Model animation - too many calculations
#1 Members - Reputation: 906
Posted 04 February 2011 - 06:44 AM
The problem is then with animating the model. I'm using a low-polygon model - something like 760 faces, with less than 2000 vertecies.
I then have to calculate the new position of each vertex based on it's bone attachment. For each bone, this consists of 3 multiplications, type double, to rotate to the correct position, 3 additions, again for doubles, to translate it to the correct position, and then a multiplication of that whole result by the weight assigned to that bone. At the end, I simply add up all the results for each bone, to get the new position.
The above method works, assuming the attachments are correct. The problem is that it seems to take TOO long to compute that for all vertecies. I split the calculation up in 4 parts, where each update event it does 1/4th of the vertecies, and then updates only after all of them are calculated. That allowed me a bit over 60fps, but considering I'm only drawing one low poly model, that framerate is unacceptable. (For comparison, without calculating the vertex positions, I get framerate of 900+). I'm not sure where to optimize the calculations. They're all done on the CPU, which is a pretty big bottleneck, but I can't figure out how, if at all possible, to use the the GPU for that.
Anyone have any experience programming model animation? Perhaps animating a model from a skeleton from an existing animation format? Any help at all would be greatly appreciated.
#2 GDNet+ - Reputation: 319
Posted 04 February 2011 - 06:52 AM
Bear in mind that a Bone is effectively a transformation matrix, and your Graphics API (OpenGL/DirectX) will be doing these anyway when you set the position of the Vertex (glVertex...(), etc). Offloading the calculations to a Vertex Shader would be a good boost.
Blitz Games Studios
[ Events 4 Gamers | NeHe OpenGL Tutorials | LinkedIn | Development Journal | How To: Debugging | Twitter: @LeadHyperion ]
And as they say, what happens in Las Psyche, stays in Las Psyche -Ravyne
Often the bliss of not knowing is an important part of maintaining sanity. - frob
#3 Members - Reputation: 1189
Posted 04 February 2011 - 07:32 AM
Also, it sounds like your weighting algorithm is suspect. As AndyEsser mentions, bones are really reference frames, commonly implemented as matrices, not separate rotations and translations.

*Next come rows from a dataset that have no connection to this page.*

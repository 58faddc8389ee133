//! Normalized error taxonomy.
//!
//! Every transport handler maps its library's native failures onto the small
//! set of kinds in [`ErrorKind`] so callers never see backend-specific error
//! types. The director attaches the name of the failing handler before an
//! error reaches the caller, and tallies per-kind counts in [`ErrorStats`].

use std::collections::HashMap;
use std::fmt;
use std::sync::atomic::{AtomicUsize, Ordering};

use strum::IntoEnumIterator;
use strum_macros::EnumIter as EnumIterMacro;
use thiserror::Error;

use crate::response::Response;

/// Boxed low-level cause retained for error-chain inspection.
pub type Cause = Box<dyn std::error::Error + Send + Sync>;

/// One rejection reason and the handlers that produced it, as collected by
/// the director while trying handlers in ranked order.
#[derive(Debug, Clone, PartialEq, Eq)]
pub struct Rejection {
    /// Why the request could not be served.
    pub reason: String,
    /// Names of the handlers that declined for this reason, in the order
    /// they were tried.
    pub handlers: Vec<String>,
}

/// The normalized failure kinds every handler maps onto.
#[derive(Debug, Error)]
pub enum ErrorKind {
    /// Capability negotiation declined the request. Never surfaced to the
    /// caller directly; the director records it and tries the next handler.
    #[error("unsupported request: {reason}")]
    Unsupported {
        /// Human-readable rejection reason.
        reason: String,
    },

    /// A completed exchange returned a non-2xx status.
    #[error("{}", http_error_message(.response, .redirect_loop))]
    Http {
        /// The response that carried the error status. The body is still
        /// readable (error pages frequently matter to callers).
        response: Box<Response>,
        /// Set when the status resulted from exhausting the redirect bound.
        redirect_loop: bool,
    },

    /// Connection failure, reset, timeout, or malformed response framing.
    #[error("transport error: {msg}")]
    Transport {
        /// Description of the fault.
        msg: String,
        /// Underlying library error, if any.
        #[source]
        source: Option<Cause>,
    },

    /// Fewer body bytes arrived than the response declared.
    #[error("{}", incomplete_read_message(.partial, .expected))]
    IncompleteRead {
        /// Bytes received before the stream ended.
        partial: u64,
        /// Bytes the response declared, when known.
        expected: Option<u64>,
    },

    /// TLS handshake failure other than certificate validation.
    #[error("SSL error: {msg}")]
    Ssl {
        /// Description, including a legacy-connect hint where applicable.
        msg: String,
        /// Underlying library error, if any.
        #[source]
        source: Option<Cause>,
    },

    /// Server certificate validation failure. Distinguished from [`Ssl`]
    /// because the actionable hint differs (verification can be disabled).
    ///
    /// [`Ssl`]: ErrorKind::Ssl
    #[error("certificate verification failed: {msg}; disabling certificate verification bypasses this check")]
    CertificateVerify {
        /// Description of the validation failure.
        msg: String,
        /// Underlying library error, if any.
        #[source]
        source: Option<Cause>,
    },

    /// Proxy connection or tunnel establishment failure, including
    /// SOCKS-layer errors.
    #[error("proxy error: {msg}")]
    Proxy {
        /// Description of the fault.
        msg: String,
        /// Underlying library error, if any.
        #[source]
        source: Option<Cause>,
    },

    /// Request-related failure with no more specific classification.
    #[error("request error: {msg}")]
    Request {
        /// Description of the fault.
        msg: String,
        /// Underlying library error, if any.
        #[source]
        source: Option<Cause>,
    },

    /// A handler failed in a way it could not classify. The director treats
    /// this as a possible handler defect: it logs and proceeds to the next
    /// handler instead of aborting the request.
    #[error("unexpected handler error: {msg}")]
    Unexpected {
        /// Description of the unclassified failure.
        msg: String,
    },

    /// Every registered handler was tried and none could serve the request.
    #[error("{}", no_handlers_message(.rejections, .unexpected))]
    NoSupportedHandlers {
        /// Distinct rejection reasons with the handlers that produced them,
        /// in the order first seen.
        rejections: Vec<Rejection>,
        /// How many handlers failed with an unexpected error.
        unexpected: usize,
    },
}

fn http_error_message(response: &Response, redirect_loop: &bool) -> String {
    let mut msg = format!("HTTP error {} {}", response.status().as_u16(), response.reason());
    if *redirect_loop {
        msg.push_str(" (redirect loop detected)");
    }
    msg
}

fn incomplete_read_message(partial: &u64, expected: &Option<u64>) -> String {
    match expected {
        Some(expected) => format!(
            "incomplete read: got {partial} of {expected} expected bytes before the connection closed"
        ),
        None => format!("incomplete read: connection closed after {partial} bytes"),
    }
}

fn no_handlers_message(rejections: &[Rejection], unexpected: &usize) -> String {
    let mut msg = String::from("no handler could satisfy this request");
    for rejection in rejections {
        msg.push_str(&format!(
            "; {} ({})",
            rejection.reason,
            rejection.handlers.join(", ")
        ));
    }
    if *unexpected > 0 {
        msg.push_str(&format!("; {unexpected} handler(s) failed unexpectedly"));
    }
    msg
}

/// A dispatch-layer error: a normalized [`ErrorKind`] plus the name of the
/// handler that raised it, once known.
#[derive(Debug)]
pub struct Error {
    kind: ErrorKind,
    handler: Option<String>,
}

impl Error {
    /// Wraps a kind with no handler attribution yet.
    pub fn new(kind: ErrorKind) -> Self {
        Error { kind, handler: None }
    }

    /// Shorthand for an [`ErrorKind::Unsupported`] rejection.
    pub fn unsupported(reason: impl Into<String>) -> Self {
        Error::new(ErrorKind::Unsupported { reason: reason.into() })
    }

    /// Shorthand for an [`ErrorKind::Unexpected`] failure.
    pub fn unexpected(msg: impl Into<String>) -> Self {
        Error::new(ErrorKind::Unexpected { msg: msg.into() })
    }

    /// The normalized kind.
    pub fn kind(&self) -> &ErrorKind {
        &self.kind
    }

    /// Consumes the error, returning its kind.
    pub fn into_kind(self) -> ErrorKind {
        self.kind
    }

    /// Name of the handler that raised this error, if attributed.
    pub fn handler(&self) -> Option<&str> {
        self.handler.as_deref()
    }

    /// Attributes the error to a handler unless one is already recorded.
    pub fn with_handler(mut self, name: &str) -> Self {
        if self.handler.is_none() {
            self.handler = Some(name.to_string());
        }
        self
    }

    /// Classification bucket for statistics.
    pub fn class(&self) -> ErrorClass {
        self.kind.class()
    }
}

impl fmt::Display for Error {
    fn fmt(&self, f: &mut fmt::Formatter<'_>) -> fmt::Result {
        self.kind.fmt(f)
    }
}

impl std::error::Error for Error {
    fn source(&self) -> Option<&(dyn std::error::Error + 'static)> {
        std::error::Error::source(&self.kind)
    }
}

impl From<ErrorKind> for Error {
    fn from(kind: ErrorKind) -> Self {
        Error::new(kind)
    }
}

impl ErrorKind {
    /// Classification bucket for statistics.
    pub fn class(&self) -> ErrorClass {
        match self {
            ErrorKind::Unsupported { .. } => ErrorClass::Unsupported,
            ErrorKind::Http { .. } => ErrorClass::Http,
            ErrorKind::Transport { .. } => ErrorClass::Transport,
            ErrorKind::IncompleteRead { .. } => ErrorClass::IncompleteRead,
            ErrorKind::Ssl { .. } => ErrorClass::Ssl,
            ErrorKind::CertificateVerify { .. } => ErrorClass::CertificateVerify,
            ErrorKind::Proxy { .. } => ErrorClass::Proxy,
            ErrorKind::Request { .. } => ErrorClass::Request,
            ErrorKind::Unexpected { .. } => ErrorClass::Unexpected,
            ErrorKind::NoSupportedHandlers { .. } => ErrorClass::NoSupportedHandlers,
        }
    }
}

/// Field-free mirror of [`ErrorKind`] used as a statistics key.
#[derive(Debug, Clone, Copy, PartialEq, Eq, Hash, EnumIterMacro)]
pub enum ErrorClass {
    /// Capability negotiation rejections.
    Unsupported,
    /// Non-2xx statuses.
    Http,
    /// I/O-layer faults.
    Transport,
    /// Short body reads.
    IncompleteRead,
    /// TLS handshake failures.
    Ssl,
    /// Certificate validation failures.
    CertificateVerify,
    /// Proxy/tunnel failures.
    Proxy,
    /// Unclassified request failures.
    Request,
    /// Possible handler defects.
    Unexpected,
    /// Full dispatch exhaustion.
    NoSupportedHandlers,
}

impl ErrorClass {
    /// Stable display label for logs and summaries.
    pub fn as_str(&self) -> &'static str {
        match self {
            ErrorClass::Unsupported => "unsupported request",
            ErrorClass::Http => "HTTP error",
            ErrorClass::Transport => "transport error",
            ErrorClass::IncompleteRead => "incomplete read",
            ErrorClass::Ssl => "SSL error",
            ErrorClass::CertificateVerify => "certificate verification error",
            ErrorClass::Proxy => "proxy error",
            ErrorClass::Request => "request error",
            ErrorClass::Unexpected => "unexpected handler error",
            ErrorClass::NoSupportedHandlers => "no supported handlers",
        }
    }
}

/// Thread-safe per-kind error counters.
///
/// Shared across concurrent `send` calls via `Arc`; counters are atomic and
/// initialized to zero for every class up front.
pub struct ErrorStats {
    counts: HashMap<ErrorClass, AtomicUsize>,
}

impl ErrorStats {
    /// Creates a tracker with all counters at zero.
    pub fn new() -> Self {
        let mut counts = HashMap::new();
        for class in ErrorClass::iter() {
            counts.insert(class, AtomicUsize::new(0));
        }
        ErrorStats { counts }
    }

    /// Increments the counter for a class.
    pub fn record(&self, class: ErrorClass) {
        // Every class is inserted in new(), so the lookup cannot miss.
        self.counts
            .get(&class)
            .unwrap()
            .fetch_add(1, Ordering::Relaxed);
    }

    /// Current count for a class.
    pub fn count(&self, class: ErrorClass) -> usize {
        self.counts.get(&class).unwrap().load(Ordering::SeqCst)
    }
}

impl Default for ErrorStats {
    fn default() -> Self {
        ErrorStats::new()
    }
}

#[cfg(test)]
mod tests {
    use super::*;

    #[test]
    fn stats_start_at_zero() {
        let stats = ErrorStats::new();
        for class in ErrorClass::iter() {
            assert_eq!(stats.count(class), 0);
        }
    }

    #[test]
    fn stats_record_increments_only_target_class() {
        let stats = ErrorStats::new();
        stats.record(ErrorClass::Transport);
        stats.record(ErrorClass::Transport);
        assert_eq!(stats.count(ErrorClass::Transport), 2);
        assert_eq!(stats.count(ErrorClass::Http), 0);
    }

    #[test]
    fn handler_attribution_is_set_once() {
        let err = Error::unsupported("ws scheme is not supported")
            .with_handler("first")
            .with_handler("second");
        assert_eq!(err.handler(), Some("first"));
    }

    #[test]
    fn incomplete_read_message_includes_counts() {
        let err = Error::new(ErrorKind::IncompleteRead {
            partial: 12,
            expected: Some(234234),
        });
        let msg = err.to_string();
        assert!(msg.contains("12"));
        assert!(msg.contains("234234"));
    }

    #[test]
    fn aggregated_message_names_reasons_and_handlers() {
        let err = Error::new(ErrorKind::NoSupportedHandlers {
            rejections: vec![
                Rejection {
                    reason: "ftp scheme is not supported".to_string(),
                    handlers: vec!["reqwest".to_string(), "hyper".to_string()],
                },
                Rejection {
                    reason: "no FTP transport is available".to_string(),
                    handlers: vec!["ftp".to_string()],
                },
            ],
            unexpected: 1,
        });
        let msg = err.to_string();
        assert!(msg.contains("ftp scheme is not supported (reqwest, hyper)"));
        assert!(msg.contains("no FTP transport is available (ftp)"));
        assert!(msg.contains("1 handler(s) failed unexpectedly"));
    }
}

In any case, a common approach (which can be implemented on the CPU or GPU):
// Given a vertex vin, 3 weights, 3 bone indices for that vertex, and an array of bone matrices.. vector3 vout = vector3(0,0,0); for( int i=0; i<3; i++) vout += weight[i]*vectorMatrixMult( vin, boneMat[ boneIndex[i] ] );
#4 Members - Reputation: 906
Posted 04 February 2011 - 07:56 AM
I thought I was minimizing calculations by using my method instead of a matrix. What I have is a set of Axes that gets rotated, and that determines the bone's orientation. When loading the model I store the original relative position of each vertex to every attached bone's axes. Then to get the vertex's transformed location I essentially have a vector: ( origRelVer_x * x_axis + origRelVer_y * y_axis + origRelVer_z * z_axis), where xyz_axis are orthogonal vectors (i.e. the axes's axis) I thought this would be less calculations than a matrix multiplication, but then, it's all cpu. (Edit: now that I saw my code again, I realize that's actually a multiplication of a scalar times a vector = 3 mults, so 9 total multiplications + 2 additions, and that's before the other 3 additions for the correct position. So, yes, quite a bit more than I originally mentioned, and not actually an improvement over matrix multiplication)

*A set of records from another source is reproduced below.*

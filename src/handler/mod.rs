//! Transport handlers.
//!
//! Each handler wraps one transport implementation behind the
//! [`RequestHandler`] contract: a synchronous, I/O-free [`prepare`] that
//! negotiates capability (and normalizes the request), and an async
//! [`handle`] that performs the exchange and maps every native failure onto
//! the normalized error taxonomy.
//!
//! [`prepare`]: RequestHandler::prepare
//! [`handle`]: RequestHandler::handle

pub mod hyper;
pub mod reqwest;
pub mod unsupported;
pub mod websocket;

pub use self::hyper::HyperHandler;
pub use self::reqwest::ReqwestHandler;
pub use self::unsupported::UnsupportedHandler;
pub use self::websocket::{WebSocket, WebSocketHandler};

use async_trait::async_trait;
use http::header::{HeaderValue, ACCEPT_ENCODING, COOKIE};
use http::HeaderName;
use url::Url;

use crate::config::{BrokerConfig, PROXY_OVERRIDE_HEADER};
use crate::error::Error;
use crate::policy::{env_proxies, ProxyMap};
use crate::request::Request;
use crate::response::Response;

/// Optional proxy-map capabilities a handler may declare.
#[derive(Debug, Clone, Copy, PartialEq, Eq)]
pub enum Feature {
    /// The handler honors the `no` bypass entry.
    NoProxy,
    /// The handler honors the `all` fallback entry.
    AllProxy,
}

/// Request-extension fields a handler may declare it honors.
#[derive(Debug, Clone, Copy, PartialEq, Eq)]
pub enum Extension {
    /// `extensions.cookie_jar`
    CookieJar,
    /// `extensions.allow_redirects`
    AllowRedirects,
}

/// One transport backend.
///
/// Handler instances are long-lived and shared by concurrent dispatches;
/// per-request state lives in the request copy each dispatch receives, and
/// connection caches inside the handler are keyed by the request attributes
/// that affect them.
#[async_trait]
pub trait RequestHandler: Send + Sync {
    /// Stable handler name used for preferences, error attribution, and the
    /// aggregated rejection report.
    fn name(&self) -> &str;

    /// URL schemes this handler can carry.
    fn supported_schemes(&self) -> &[&str];

    /// Proxy URL schemes this handler can tunnel through.
    fn supported_proxy_schemes(&self) -> &[&str];

    /// Optional proxy-map features this handler honors.
    fn supported_features(&self) -> &[Feature];

    /// Extension fields this handler honors.
    fn supported_extensions(&self) -> &[Extension];

    /// Capability negotiation and request normalization. Must not perform
    /// I/O. Fails with [`ErrorKind::Unsupported`] when the request needs
    /// anything this handler does not declare.
    ///
    /// [`ErrorKind::Unsupported`]: crate::error::ErrorKind::Unsupported
    fn prepare(&self, request: &mut Request) -> Result<(), Error>;

    /// Performs the exchange. Every native transport failure must map onto
    /// the normalized taxonomy; anything unclassifiable is reported as
    /// [`ErrorKind::Unexpected`].
    ///
    /// [`ErrorKind::Unexpected`]: crate::error::ErrorKind::Unexpected
    async fn handle(&self, request: Request) -> Result<Response, Error>;

    /// Releases pooled connections owned by this handler.
    fn close(&self) {}
}

/// Shared prepare-time negotiation used by every built-in handler.
///
/// Checks the URL scheme, merges standard headers and proxies, applies the
/// compression flag and default timeout, then validates proxy schemes,
/// features, and requested extensions against the handler's declarations.
pub(crate) fn negotiate(
    handler: &(impl RequestHandler + ?Sized),
    config: &BrokerConfig,
    request: &mut Request,
) -> Result<(), Error> {
    let scheme = request.url().scheme().to_ascii_lowercase();
    if !contains(handler.supported_schemes(), &scheme) {
        return Err(Error::unsupported(format!("{scheme} scheme is not supported")));
    }

    merge_standard_headers(config, request);
    apply_compression_flag(request);
    merge_proxies(config, request)?;
    apply_default_timeout(config, request);

    check_proxies(handler, request)?;
    check_extensions(handler, request)?;
    Ok(())
}

fn contains(haystack: &[&str], needle: &str) -> bool {
    haystack.iter().any(|s| s.eq_ignore_ascii_case(needle))
}

fn merge_standard_headers(config: &BrokerConfig, request: &mut Request) {
    for (name, value) in &config.standard_headers {
        if !request.headers().contains_key(name) {
            request.headers_mut().insert(name.clone(), value.clone());
        }
    }
}

fn apply_compression_flag(request: &mut Request) {
    if !request.compression() {
        request
            .headers_mut()
            .insert(ACCEPT_ENCODING, HeaderValue::from_static("identity"));
    }
}

/// Merges proxies in ascending priority: environment, configuration,
/// per-request map, and finally the per-request header override.
fn merge_proxies(config: &BrokerConfig, request: &mut Request) -> Result<(), Error> {
    let mut merged = if config.read_env_proxies {
        env_proxies()
    } else {
        ProxyMap::new()
    };
    if let Some(proxy) = &config.proxy {
        merged.insert("all", proxy.clone());
    }
    if let Some(no_proxy) = &config.no_proxy {
        merged.insert("no", no_proxy.clone());
    }
    merged.merge(&request.proxies);

    let override_name = HeaderName::from_static(PROXY_OVERRIDE_HEADER);
    if let Some(value) = request.headers_mut().remove(&override_name) {
        let value = value
            .to_str()
            .map_err(|_| Error::unsupported("proxy override header is not valid UTF-8"))?
            .to_string();
        merged.insert("all", value);
    }

    request.proxies = merged;
    Ok(())
}

fn apply_default_timeout(config: &BrokerConfig, request: &mut Request) {
    match request.timeout() {
        Some(t) if !t.is_zero() => {}
        _ => request.set_timeout(config.socket_timeout),
    }
}

/// Validates the merged proxy map against the handler's declarations.
///
/// Only entries that can affect this request matter: the URL's own scheme,
/// `all`, and `no`. Entries for unrelated schemes are ignored so one odd
/// mapping cannot disqualify every handler.
fn check_proxies(
    handler: &(impl RequestHandler + ?Sized),
    request: &Request,
) -> Result<(), Error> {
    let scheme = request.url().scheme().to_ascii_lowercase();
    for (key, value) in request.proxies.iter() {
        let Some(proxy_url) = value else {
            continue; // explicitly disabled entries need no capability
        };
        match key {
            "no" => {
                if !handler.supported_features().contains(&Feature::NoProxy) {
                    return Err(Error::unsupported("no-proxy bypass is not supported"));
                }
            }
            "all" => {
                if !handler.supported_features().contains(&Feature::AllProxy) {
                    return Err(Error::unsupported("all-proxy mapping is not supported"));
                }
                check_proxy_scheme(handler, proxy_url)?;
            }
            key if key == scheme => check_proxy_scheme(handler, proxy_url)?,
            _ => {}
        }
    }
    Ok(())
}

fn check_proxy_scheme(
    handler: &(impl RequestHandler + ?Sized),
    proxy_url: &str,
) -> Result<(), Error> {
    let scheme = Url::parse(proxy_url)
        .map(|u| u.scheme().to_ascii_lowercase())
        // Scheme-less proxies like "127.0.0.1:8080" conventionally mean http.
        .unwrap_or_else(|_| "http".to_string());
    if !contains(handler.supported_proxy_schemes(), &scheme) {
        return Err(Error::unsupported(format!(
            "{scheme} proxy scheme is not supported"
        )));
    }
    Ok(())
}

fn check_extensions(
    handler: &(impl RequestHandler + ?Sized),
    request: &Request,
) -> Result<(), Error> {
    let supported = handler.supported_extensions();
    if request.extensions.cookie_jar.is_some() && !supported.contains(&Extension::CookieJar) {
        return Err(Error::unsupported("cookiejar extension is not supported"));
    }
    if request.extensions.allow_redirects.is_some()
        && !supported.contains(&Extension::AllowRedirects)
    {
        return Err(Error::unsupported(
            "allow_redirects extension is not supported",
        ));
    }
    Ok(())
}

/// Merges the jar's cookies into the outgoing headers unless the request
/// already carries an explicit `Cookie` header.
pub(crate) fn apply_cookie_header(jar: &dyn crate::cookies::CookieJar, request: &mut Request) {
    if request.headers().contains_key(COOKIE) {
        return;
    }
    if let Some(header) = jar.cookie_header(request.url()) {
        if let Ok(value) = HeaderValue::from_str(&header) {
            request.headers_mut().insert(COOKIE, value);
        }
    }
}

You're right that FPS isn't the best measure, especially since I average it over a second. The function clearly is slow though, so I need to improve it. Though from what it sounds like I might have to rework the way my bone rotation is stored.
I'm starting to wonder whether it's worth reinventing the wheel for the experience. I know this problem has been solved before, though I haven't found too detailed descriptions about it.

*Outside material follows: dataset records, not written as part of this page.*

/// Maps a hyper response onto the normalized response type, deferring
/// content decoding until the first read.
fn adapt_response(url: Url, method: &Method, response: http::Response<Incoming>) -> Response {
    let (parts, incoming) = response.into_parts();
    let mut headers = parts.headers;
    // HEAD and bodyless statuses legitimately declare a length for a body
    // that never arrives.
    let bodyless = *method == Method::HEAD
        || matches!(parts.status.as_u16(), 204 | 304)
        || parts.status.is_informational();
    let expected = if bodyless {
        None
    } else {
        content_length(&headers)
    };

    let encoding = headers
        .get(CONTENT_ENCODING)
        .and_then(|v| v.to_str().ok())
        .and_then(ContentEncoding::parse);

    let stream = incoming_stream(incoming);
    let body = match encoding {
        Some(encoding) => {
            headers.remove(CONTENT_ENCODING);
            Body::deferred(stream, encoding, expected)
        }
        None => Body::from_stream(stream, expected),
    };

    Response::new(parts.status, url, headers, body)
}

fn incoming_stream(incoming: Incoming) -> BodyStream {
    let frames = http_body_util::BodyStream::new(incoming);
    Box::pin(frames.filter_map(|item| async move {
        match item {
            Ok(frame) => frame.into_data().ok().map(Ok),
            Err(e) => Some(Err(classify_body_error(e))),
        }
    }))
}

fn classify_body_error(e: hyper::Error) -> Error {
    let mut chain = e.to_string();
    let mut source: Option<&(dyn std::error::Error + 'static)> = std::error::Error::source(&e);
    while let Some(err) = source {
        chain.push_str("; ");
        chain.push_str(&err.to_string());
        source = err.source();
    }
    let premature_close = e.is_incomplete_message()
        || chain.contains("end of file before message length reached")
        || chain.contains("incomplete message");
    if premature_close {
        // Counts are filled in by the body once it knows how much arrived.
        Error::new(ErrorKind::IncompleteRead {
            partial: 0,
            expected: None,
        })
    } else {
        transport("error reading response body", e)
    }
}

fn transport(msg: &str, cause: hyper::Error) -> Error {
    Error::new(ErrorKind::Transport {
        msg: msg.to_string(),
        source: Some(Box::new(cause)),
    })
}

/// Classifies a TLS handshake failure, separating certificate validation
/// problems from other handshake faults.
fn classify_tls_error(e: std::io::Error) -> Error {
    let rustls_error = e
        .get_ref()
        .and_then(|inner| inner.downcast_ref::<rustls::Error>());
    match rustls_error {
        Some(rustls::Error::InvalidCertificate(reason)) => {
            Error::new(ErrorKind::CertificateVerify {
                msg: format!("{reason:?}"),
                source: Some(Box::new(e)),
            })
        }
        Some(other) => {
            let mut msg = other.to_string();
            if msg.contains("HandshakeFailure") || msg.contains("ProtocolVersion") {
                msg.push_str("; enabling legacy server connect may help");
            }
            Error::new(ErrorKind::Ssl {
                msg,
                source: Some(Box::new(e)),
            })
        }
        None => Error::new(ErrorKind::Ssl {
            msg: e.to_string(),
            source: Some(Box::new(e)),
        }),
    }
}

/// Normalizes a proxy string into a URL; scheme-less proxies mean http.
fn parse_proxy_url(proxy: &str) -> Result<Url, Error> {
    let raw = if proxy.contains("://") {
        proxy.to_string()
    } else {
        format!("http://{proxy}")
    };
    Url::parse(&raw).map_err(|e| {
        Error::new(ErrorKind::Proxy {
            msg: format!("invalid proxy URL {proxy:?}"),
            source: Some(Box::new(e)),
        })
    })
}

/// Issues a CONNECT request over an established proxy connection and waits
/// for the 2xx tunnel confirmation.
async fn connect_tunnel(
    mut stream: TcpStream,
    host: &str,
    port: u16,
) -> Result<TcpStream, Error> {
    let request = format!(
        "CONNECT {host}:{port} HTTP/1.1\r\nHost: {host}:{port}\r\nProxy-Connection: keep-alive\r\n\r\n"
    );
    stream.write_all(request.as_bytes()).await.map_err(|e| {
        Error::new(ErrorKind::Proxy {
            msg: "failed to send CONNECT to proxy".to_string(),
            source: Some(Box::new(e)),
        })
    })?;

    let mut response = Vec::new();
    let mut byte = [0u8; 1];
    while !response.ends_with(b"\r\n\r\n") {
        if response.len() > 8 * 1024 {
            return Err(Error::new(ErrorKind::Proxy {
                msg: "proxy CONNECT response exceeded 8 KiB".to_string(),
                source: None,
            }));
        }
        let n = stream.read(&mut byte).await.map_err(|e| {
            Error::new(ErrorKind::Proxy {
                msg: "failed to read CONNECT response from proxy".to_string(),
                source: Some(Box::new(e)),
            })
        })?;
        if n == 0 {
            return Err(Error::new(ErrorKind::Proxy {
                msg: "proxy closed the connection during CONNECT".to_string(),
                source: None,
            }));
        }
        response.push(byte[0]);
    }

    let status_line = String::from_utf8_lossy(&response);
    let status = status_line
        .split_whitespace()
        .nth(1)
        .and_then(|code| code.parse::<u16>().ok())
        .unwrap_or(0);
    if !(200..300).contains(&status) {
        return Err(Error::new(ErrorKind::Proxy {
            msg: format!("proxy CONNECT tunnel failed with status {status}"),
            source: None,
        }));
    }
    Ok(stream)
}

/// Serves a `data:` URL without touching the network.
fn data_response(url: &Url) -> Result<Response, Error> {
    let raw = url.as_str();
    let content = raw
        .strip_prefix("data:")
        .unwrap_or(raw)
        .split('#')
        .next()
        .unwrap_or_default();
    let (meta, payload) = content.split_once(',').ok_or_else(|| {
        Error::new(ErrorKind::Request {
            msg: format!("malformed data URL {raw:?}"),
            source: None,
        })
    })?;

    let (mime, is_base64) = match meta.strip_suffix(";base64") {
        Some(mime) => (mime, true),
        None => (meta, false),
    };
    let mime = if mime.is_empty() {
        DEFAULT_DATA_URL_MIME
    } else {
        mime
    };

    let bytes: Vec<u8> = if is_base64 {
        let compact: String = payload.chars().filter(|c| !c.is_whitespace()).collect();
        BASE64.decode(compact).map_err(|e| {
            Error::new(ErrorKind::Request {
                msg: format!("invalid base64 payload in data URL {raw:?}"),
                source: Some(Box::new(e)),
            })
        })?
    } else {
        percent_encoding::percent_decode_str(payload).collect()
    };

    let mut headers = HeaderMap::new();
    if let Ok(value) = HeaderValue::from_str(mime) {
        headers.insert(CONTENT_TYPE, value);
    }
    headers.insert(CONTENT_LENGTH, HeaderValue::from(bytes.len() as u64));
    Ok(Response::new(
        StatusCode::OK,
        url.clone(),
        headers,
        Body::from_bytes(bytes),
    ))
}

#5 Members - Reputation: 1189
Posted 04 February 2011 - 08:18 AM
Also, if you have 700 faces and 2000 vertices, sounds like you're not using indexed vertices. If you use an indexed mesh, that might cut down the
Also, it obviously depends on the number of material changes that're made, also. Combining multiple textures into one will reduce the time to change texture samplers.
EDIT: With regard to experience, depending on how much animation work you'll be doing in the future, understanding what it takes to do skinned animation might serve you well. However, downloading some code and examining it for a good understanding may be better than working out all the details yourself.
EDIT2:
Well, that's unfortunate, because I have no experience with shaders.
No time like the present. If you continue with game development, shaders are where you need to be anyway.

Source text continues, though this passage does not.